The report has “put a bullseye on the people involved,” he said. “It’s almost inviting foreign governments and prosecutors to do something.”

In the case of el-Masri, his claims against the CIA were blocked in Germany and the U.S., where his case was rejected by the Supreme Court in 2007. The human-rights court heard his case in May 2012, awarding damages of 60,000 euros ($78,000) later that year.

Senate Finding

The Senate report revealed that while the Justice Department told Congress that el-Masri’s case was properly dismissed on secrecy grounds, the CIA later informed legislators it had no basis for detaining him.

El-Masri, a German of Lebanese descent, was arrested in Macedonia in December 2003 after he was mistaken for a terrorist with a similar name and handed over to U.S. agents about three weeks later, according to the Senate report. He was stripped and beaten and then drugged and flown to Afghanistan where he was held in a CIA-run facility north of Kabul for four months. Macedonia agreed to pay the damages award following the human- rights ruling.

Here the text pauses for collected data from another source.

use rand::rngs::StdRng;
use yw_core::Scene;

use crate::clock::SimClock;
use crate::event::{EventLog, SimEvent, SimEventKind};

/// What a [`System`](crate::System) gets to touch during one tick.
///
/// The clock has already been advanced, so [`SimContext::tick`] is the tick
/// being simulated.
pub struct SimContext<'a> {
    /// The world being simulated.
    pub scene: &'a mut Scene,
    /// Read-only; the engine owns advancing it.
    pub clock: &'a SimClock,
    /// Sink for [`SimContext::emit`].
    pub events: &'a mut EventLog,
    /// Every random draw of the run goes through here.
    pub rng: &'a mut StdRng,
}

impl SimContext<'_> {
    /// Log an event stamped with the current tick.
    pub fn emit(&mut self, kind: SimEventKind, description: impl Into<String>) {
        let tick = self.tick();
        self.events.record(SimEvent::new(tick, kind, description));
    }

    /// The tick being simulated.
    pub fn tick(&self) -> u64 {
        self.clock.tick()
    }
}
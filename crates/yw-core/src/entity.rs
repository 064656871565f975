use std::fmt;
use std::sync::Arc;

use serde::{Deserialize, Serialize};

use crate::geometry::{Point, Rect};

/// Stable identifier of a scene object.
///
/// Processes, movers, cameras, and ROIs keep the id of the layout cell they
/// were built from. Items receive a generated `item-<serial>` id. Cloning is
/// a reference count bump.
#[derive(Debug, Clone, PartialEq, Eq, Hash, PartialOrd, Ord, Serialize, Deserialize)]
pub struct EntityId(Arc<str>);

impl EntityId {
    /// Wrap an existing identifier.
    pub fn new(id: impl Into<String>) -> Self {
        Self(Arc::from(id.into()))
    }

    /// The identifier as a string slice.
    pub fn as_str(&self) -> &str {
        &self.0
    }
}

impl fmt::Display for EntityId {
    fn fmt(&self, f: &mut fmt::Formatter<'_>) -> fmt::Result {
        f.write_str(&self.0)
    }
}

impl From<&str> for EntityId {
    fn from(value: &str) -> Self {
        Self::new(value)
    }
}

/// The kind of a scene object.
#[derive(Debug, Clone, Copy, PartialEq, Eq, Hash, Serialize, Deserialize)]
#[serde(rename_all = "snake_case")]
pub enum EntityKind {
    /// A stationary production node.
    Process,
    /// A mobile transport agent.
    Mover,
    /// A unit of material.
    Item,
    /// A stationary sensor.
    Camera,
    /// A region of interest nested in a camera.
    Roi,
}

impl fmt::Display for EntityKind {
    fn fmt(&self, f: &mut fmt::Formatter<'_>) -> fmt::Result {
        match self {
            Self::Process => write!(f, "process"),
            Self::Mover => write!(f, "mover"),
            Self::Item => write!(f, "item"),
            Self::Camera => write!(f, "camera"),
            Self::Roi => write!(f, "roi"),
        }
    }
}

/// Capability shared by everything placed in the scene.
pub trait Entity {
    /// Stable identifier.
    fn id(&self) -> &EntityId;

    /// Shared handle to the type label, e.g. `"forklift"` or `"pallet"`.
    fn type_label(&self) -> &Arc<str>;

    /// Type label as a string slice. Detections group by it.
    fn label(&self) -> &str {
        self.type_label()
    }

    /// What sort of object this is.
    fn kind(&self) -> EntityKind;

    /// Current footprint in world coordinates.
    fn rect(&self) -> &Rect;

    /// Center of the footprint.
    fn center(&self) -> Point {
        self.rect().center()
    }

    /// `true` when the other entity's center lies in this entity's footprint.
    fn contains<E: Entity + ?Sized>(&self, other: &E) -> bool
    where
        Self: Sized,
    {
        self.rect().contains_point(other.center())
    }
}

“Anybody, anywhere, who was involved in ordering, sanctioning or carrying out these gruesome practices must face criminal prosecution,” said Isabella Sankey, policy director for Liberty, a London-based advocacy group. “Until the U.K. government establishes a judicial inquiry into the assistance given by our agencies, cover-up and official impunity will continue.”

Sept. 11 Suspects

Suspects accused of plotting the Sept. 11 attacks in New York and Washington are seeking to use the Senate’s report as part of their defense. If convicted by a military tribunal in Guantanamo Bay, Cuba, the five face the death penalty for using aircraft to attack the World Trade Center and the Pentagon.

Defense lawyers haven’t been provided access to CIA records and disclosure of the information in the Senate report will strengthen their arguments for obtaining the full report and underlying documents and interviews with agency personnel, Shamsi said.

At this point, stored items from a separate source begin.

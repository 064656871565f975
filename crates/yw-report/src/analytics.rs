use std::collections::BTreeMap;
use std::fs::File;
use std::io::{BufWriter, Write};
use std::path::Path;

use chrono::{DateTime, TimeDelta, Utc};
use log::debug;
use serde::Serialize;
use yw_core::{Camera, Detection, Detector, Entity, Scene};

use crate::error::ReportResult;
use crate::schema::{
    Coordinates, ElkIndex, Fov, MDX_VERSION, MdxFrames, MdxObject, MdxRaw, RoiCount,
};

/// Place written into every `mdx-frames` document unless overridden.
pub const DEFAULT_PLACE: &str = "city=Austin/building=Office/room=Cafeteria";

/// Writes camera detections as an Elasticsearch dump, one JSON document per
/// line.
///
/// Each [`Analytics::record`] call is one frame: the timestamp moves forward
/// one second, then every camera gets an `mdx-raw` line followed by an
/// `mdx-frames` line.
pub struct Analytics<W: Write> {
    out: W,
    timestamp: DateTime<Utc>,
    place: String,
    lines: u64,
}

impl Analytics<BufWriter<File>> {
    /// Create (or truncate) a dump file.
    pub fn create(path: &Path, start: DateTime<Utc>) -> ReportResult<Self> {
        let file = File::create(path)?;
        Ok(Self::new(BufWriter::new(file), start))
    }
}

impl<W: Write> Analytics<W> {
    /// Write to `out`; the first frame is stamped one second after `start`.
    pub fn new(out: W, start: DateTime<Utc>) -> Self {
        Self {
            out,
            timestamp: start,
            place: DEFAULT_PLACE.to_string(),
            lines: 0,
        }
    }

    /// Use a different place string.
    pub fn with_place(mut self, place: impl Into<String>) -> Self {
        self.place = place.into();
        self
    }

    /// Timestamp of the last recorded frame.
    pub fn timestamp(&self) -> DateTime<Utc> {
        self.timestamp
    }

    /// Number of lines written so far.
    pub fn lines_written(&self) -> u64 {
        self.lines
    }

    /// Record one frame for every camera of `scene`.
    pub fn record(&mut self, scene: &Scene, frame: u64) -> ReportResult<()> {
        self.timestamp += TimeDelta::seconds(1);
        let stamp = format_timestamp(self.timestamp);
        let day = self.timestamp.format("%Y-%m-%d");

        for camera in scene.cameras().values() {
            let raw = self.raw(camera, &stamp, frame);
            self.write_line(&ElkIndex::new(format!("mdx-raw-{day}"), raw))?;
        }
        for camera in scene.cameras().values() {
            let frames = self.frames(scene, camera, &stamp, frame);
            self.write_line(&ElkIndex::new(format!("mdx-frames-{day}"), frames))?;
        }
        debug!("frame {frame}: {} cameras at {stamp}", scene.cameras().len());
        Ok(())
    }

    /// Flush buffered lines and hand back the writer.
    pub fn finish(mut self) -> ReportResult<W> {
        self.out.flush()?;
        Ok(self.out)
    }

    fn raw(&self, camera: &Camera, stamp: &str, frame: u64) -> MdxRaw {
        MdxRaw {
            timestamp: stamp.to_string(),
            id: frame.to_string(),
            sensor_id: camera.label().to_string(),
            objects: camera
                .detections()
                .iter()
                .map(|d| MdxObject::new(d.id.as_str(), &*d.label))
                .collect(),
            kind: "mdx-raw".to_string(),
            version: MDX_VERSION.to_string(),
        }
    }

    fn frames(&self, scene: &Scene, camera: &Camera, stamp: &str, frame: u64) -> MdxFrames {
        let fov = camera
            .detections_sorted()
            .into_iter()
            .map(|(kind, seen)| Fov {
                id: String::new(),
                coordinates: Vec::new(),
                count: seen.len(),
                ids: Vec::new(),
                kind: kind.to_string(),
            })
            .collect();

        let mut rois = Vec::new();
        for roi in scene.rois_of(camera) {
            for (kind, seen) in roi.detections_sorted() {
                rois.push(RoiCount {
                    id: roi.label().to_string(),
                    coordinates: seen.iter().map(|d| coordinates(d)).collect(),
                    count: seen.len(),
                    ids: seen.iter().map(|d| d.id.to_string()).collect(),
                    kind: kind.to_string(),
                });
            }
        }

        MdxFrames {
            timestamp: stamp.to_string(),
            fov,
            rois,
            version: MDX_VERSION.to_string(),
            sensor_id: camera.label().to_string(),
            objects: Vec::new(),
            id: frame.to_string(),
            info: BTreeMap::from([("place".to_string(), self.place.clone())]),
            kind: "mdx-frames".to_string(),
        }
    }

    fn write_line<T: Serialize>(&mut self, line: &T) -> ReportResult<()> {
        serde_json::to_writer(&mut self.out, line)?;
        self.out.write_all(b"\n")?;
        self.lines += 1;
        Ok(())
    }
}

fn coordinates(detection: &Detection) -> Coordinates {
    let at = detection.position();
    Coordinates {
        x: at.x,
        y: at.y,
        z: 0.0,
    }
}

/// `YYYY-MM-DDTHH:MM:SS.mmmZ`.
pub fn format_timestamp(at: DateTime<Utc>) -> String {
    at.format("%Y-%m-%dT%H:%M:%S%.3fZ").to_string()
}

#[cfg(test)]
mod tests {
    use super::*;
    use chrono::NaiveDate;
    use rand::SeedableRng;
    use rand::rngs::StdRng;
    use serde_json::Value;
    use yw_core::{Counts, EntityId, Process, Rect, Roi};

    fn start() -> DateTime<Utc> {
        DateTime::parse_from_rfc3339("2024-05-01T23:59:59.250Z")
            .unwrap()
            .with_timezone(&Utc)
    }

    /// One process stocked with bread, one camera over it with an ROI on its
    /// left half, and a second camera looking elsewhere.
    fn scene() -> Scene {
        let mut scene = Scene::new(500.0, 500.0);
        scene
            .add_process(Process::new(
                "p1",
                "oven",
                Rect::new(0.0, 0.0, 40.0, 40.0),
                5,
                Counts::from([("dough".to_string(), 1)]),
                Counts::from([("bread".to_string(), 1)]),
            ))
            .unwrap();
        let cam = Camera::new("c1", "kitchen", Rect::new(0.0, 0.0, 100.0, 100.0));
        let roi = Roi::new("r1", "counter", &cam, Rect::new(0.0, 0.0, 100.0, 100.0));
        scene.add_camera(cam).unwrap();
        scene.add_roi(roi).unwrap();
        scene
            .add_camera(Camera::new("c2", "hall", Rect::new(300.0, 300.0, 50.0, 50.0)))
            .unwrap();

        let mut rng = StdRng::seed_from_u64(1);
        scene.seed_items(&EntityId::new("p1"), "bread", 3, &mut rng);
        scene.run_detection();
        scene
    }

    fn lines(buf: &[u8]) -> Vec<Value> {
        std::str::from_utf8(buf)
            .unwrap()
            .lines()
            .map(|l| serde_json::from_str(l).unwrap())
            .collect()
    }

    #[test]
    fn timestamp_has_millisecond_precision() {
        assert_eq!(format_timestamp(start()), "2024-05-01T23:59:59.250Z");
        let whole = DateTime::from_timestamp(0, 0).unwrap();
        assert_eq!(format_timestamp(whole), "1970-01-01T00:00:00.000Z");
    }

    #[test]
    fn record_writes_raw_then_frames_per_camera() {
        let scene = scene();
        let mut analytics = Analytics::new(Vec::new(), start());
        analytics.record(&scene, 0).unwrap();
        assert_eq!(analytics.lines_written(), 4);
        let out = lines(&analytics.finish().unwrap());

        let indices: Vec<_> = out.iter().map(|l| l["_index"].as_str().unwrap()).collect();
        // The first frame is one second after the start, past midnight.
        assert_eq!(
            indices,
            vec![
                "mdx-raw-2024-05-02",
                "mdx-raw-2024-05-02",
                "mdx-frames-2024-05-02",
                "mdx-frames-2024-05-02",
            ]
        );

        let raw = &out[0]["_source"];
        assert_eq!(raw["timestamp"], "2024-05-02T00:00:00.250Z");
        assert_eq!(raw["sensorId"], "kitchen");
        assert_eq!(raw["id"], "0");
        assert_eq!(raw["type"], "mdx-raw");
        assert_eq!(raw["version"], "4.0");
        assert_eq!(raw["objects"].as_array().unwrap().len(), 3);
        assert_eq!(raw["objects"][0]["type"], "bread");

        let quiet = &out[1]["_source"];
        assert_eq!(quiet["sensorId"], "hall");
        assert!(quiet["objects"].as_array().unwrap().is_empty());
    }

    #[test]
    fn frames_summarise_fov_and_rois() {
        let scene = scene();
        let mut analytics = Analytics::new(Vec::new(), start()).with_place("site=test");
        analytics.record(&scene, 7).unwrap();
        let out = lines(&analytics.finish().unwrap());

        let frames = &out[2]["_source"];
        assert_eq!(frames["type"], "mdx-frames");
        assert_eq!(frames["id"], "7");
        assert_eq!(frames["info"]["place"], "site=test");
        assert_eq!(frames["fov"][0]["type"], "bread");
        assert_eq!(frames["fov"][0]["count"], 3);

        let roi = &frames["rois"][0];
        assert_eq!(roi["id"], "counter");
        assert_eq!(roi["count"], 3);
        assert_eq!(roi["ids"].as_array().unwrap().len(), 3);
        assert_eq!(roi["coordinates"][0]["z"], 0.0);

        let empty = &out[3]["_source"];
        assert!(empty["fov"].as_array().unwrap().is_empty());
        assert!(empty["rois"].as_array().unwrap().is_empty());
    }

    #[test]
    fn index_date_comes_from_the_frame_time() {
        let eve = NaiveDate::from_ymd_opt(9999, 12, 31)
            .and_then(|d| d.and_hms_opt(23, 59, 59))
            .unwrap();
        let start = DateTime::<Utc>::from_naive_utc_and_offset(eve, Utc);
        let mut analytics = Analytics::new(Vec::new(), start);
        analytics.record(&scene(), 0).unwrap();
        let out = lines(&analytics.finish().unwrap());

        let first = start + TimeDelta::seconds(1);
        let raw = out[0]["_index"].as_str().unwrap();
        assert_eq!(raw, format!("mdx-raw-{}", first.format("%Y-%m-%d")));
        assert!(raw.ends_with("-01-01"));
    }

    #[test]
    fn timestamp_advances_one_second_per_frame() {
        let scene = Scene::new(10.0, 10.0);
        let mut analytics = Analytics::new(Vec::new(), start());
        for frame in 0..5 {
            analytics.record(&scene, frame).unwrap();
        }
        assert_eq!(analytics.timestamp(), start() + TimeDelta::seconds(5));
        assert_eq!(analytics.lines_written(), 0);
    }

    #[test]
    fn create_writes_a_file() {
        let dir = tempfile::tempdir().unwrap();
        let path = dir.path().join("mdx_elk.json");
        let mut analytics = Analytics::create(&path, start()).unwrap();
        analytics.record(&scene(), 0).unwrap();
        analytics.finish().unwrap();
        let text = std::fs::read_to_string(&path).unwrap();
        assert_eq!(text.lines().count(), 4);
    }
}
use std::fmt;

use serde::{Deserialize, Serialize};

/// A point (or displacement) in world coordinates.
#[derive(Debug, Clone, Copy, Default, PartialEq, Serialize, Deserialize)]
pub struct Point {
    /// Horizontal coordinate, growing to the right.
    pub x: f64,
    /// Vertical coordinate, growing downwards as in diagram space.
    pub y: f64,
}

impl Point {
    /// Create a point from its two coordinates.
    pub fn new(x: f64, y: f64) -> Self {
        Self { x, y }
    }

    /// Component-wise sum.
    pub fn offset(self, by: Point) -> Self {
        Self::new(self.x + by.x, self.y + by.y)
    }

    /// Euclidean length when the point is read as a vector.
    pub fn length(self) -> f64 {
        (self.x * self.x + self.y * self.y).sqrt()
    }

    /// Rotate the vector counter-clockwise by `degrees`.
    pub fn rotated(self, degrees: f64) -> Self {
        let (sin, cos) = degrees.to_radians().sin_cos();
        Self::new(self.x * cos - self.y * sin, self.x * sin + self.y * cos)
    }

    /// Multiply both components by `factor`.
    pub fn scaled(self, factor: f64) -> Self {
        Self::new(self.x * factor, self.y * factor)
    }
}

impl fmt::Display for Point {
    fn fmt(&self, f: &mut fmt::Formatter<'_>) -> fmt::Result {
        write!(f, "({:.1}, {:.1})", self.x, self.y)
    }
}

/// Axis-aligned rectangle. Every scene object is one.
///
/// `x`/`y` is the top-left corner; the rectangle spans
/// `[x, x + width] × [y, y + height]`, edges included.
#[derive(Debug, Clone, Copy, Default, PartialEq, Serialize, Deserialize)]
pub struct Rect {
    /// Left edge.
    pub x: f64,
    /// Top edge.
    pub y: f64,
    /// Horizontal extent.
    pub width: f64,
    /// Vertical extent.
    pub height: f64,
}

impl Rect {
    /// Create a rectangle from its top-left corner and size.
    pub fn new(x: f64, y: f64, width: f64, height: f64) -> Self {
        Self {
            x,
            y,
            width,
            height,
        }
    }

    /// Top-left corner.
    pub fn origin(&self) -> Point {
        Point::new(self.x, self.y)
    }

    /// Geometric center.
    pub fn center(&self) -> Point {
        Point::new(self.x + self.width / 2.0, self.y + self.height / 2.0)
    }

    /// `(x1, y1, x2, y2)` corner coordinates.
    pub fn bbox(&self) -> (f64, f64, f64, f64) {
        (self.x, self.y, self.x + self.width, self.y + self.height)
    }

    /// Inclusive containment test: points on an edge count as inside.
    pub fn contains_point(&self, point: Point) -> bool {
        let (x1, y1, x2, y2) = self.bbox();
        point.x >= x1 && point.x <= x2 && point.y >= y1 && point.y <= y2
    }

    /// `true` when the center of `other` lies inside this rectangle.
    pub fn contains(&self, other: &Rect) -> bool {
        self.contains_point(other.center())
    }

    /// Move the top-left corner to `origin`, keeping the size.
    pub fn move_to(&mut self, origin: Point) {
        self.x = origin.x;
        self.y = origin.y;
    }

    /// Shift the rectangle by a displacement.
    pub fn translate(&mut self, by: Point) {
        self.x += by.x;
        self.y += by.y;
    }

    /// The same rectangle expressed in a frame whose origin sits at `frame`.
    pub fn relative_to(&self, frame: Point) -> Rect {
        Rect::new(self.x + frame.x, self.y + frame.y, self.width, self.height)
    }
}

In April, lawyers for Ammar al Baluchi, the nephew of accused Sept. 11 mastermind Khalid Sheikh Mohammed, filed a request with the judge overseeing the case for access to the full, non-redacted report.

Excluding Statements

Evidence of torture may serve as a basis to exclude from a trial statements made by a defendant even years afterward, said James Connell, one of the lawyers for al Baluchi, who allegedly helped finance the attacks. A finding of illegal pretrial punishment also may win a defendant leniency at sentencing, he said.

Zubaydah, described as a top al Qaeda operative, is mentioned more than 1,000 times in the Senate report. His interrogation, and that of another detainee, was the subject of videotapes that were destroyed by the CIA in 2005. The use of 10 specific interrogation techniques against Zubaydah was approved by the Justice Department’s Office of Legal Counsel in August 2002 and relied on “inaccurate CIA representations” about his status in al Qaeda, according to the the report.

Zubaydah said in 2007 during a military tribunal hearing in Guantanamo, where he is still being held, that he almost died in U.S. custody, according to transcripts released in 2009 in response to a lawsuit by the ACLU. Zubaydah, in a statement read by a representative at the hearing, said he almost lost his “mind and life” during months of physical and mental torture and suffering.

“They did not care about my injuries that they inflicted to my eye, to my stomach, to my bladder, and my left thigh and my reproductive organs,” Zubaydah was quoted as saying. “They didn’t care that I almost died from these injuries.”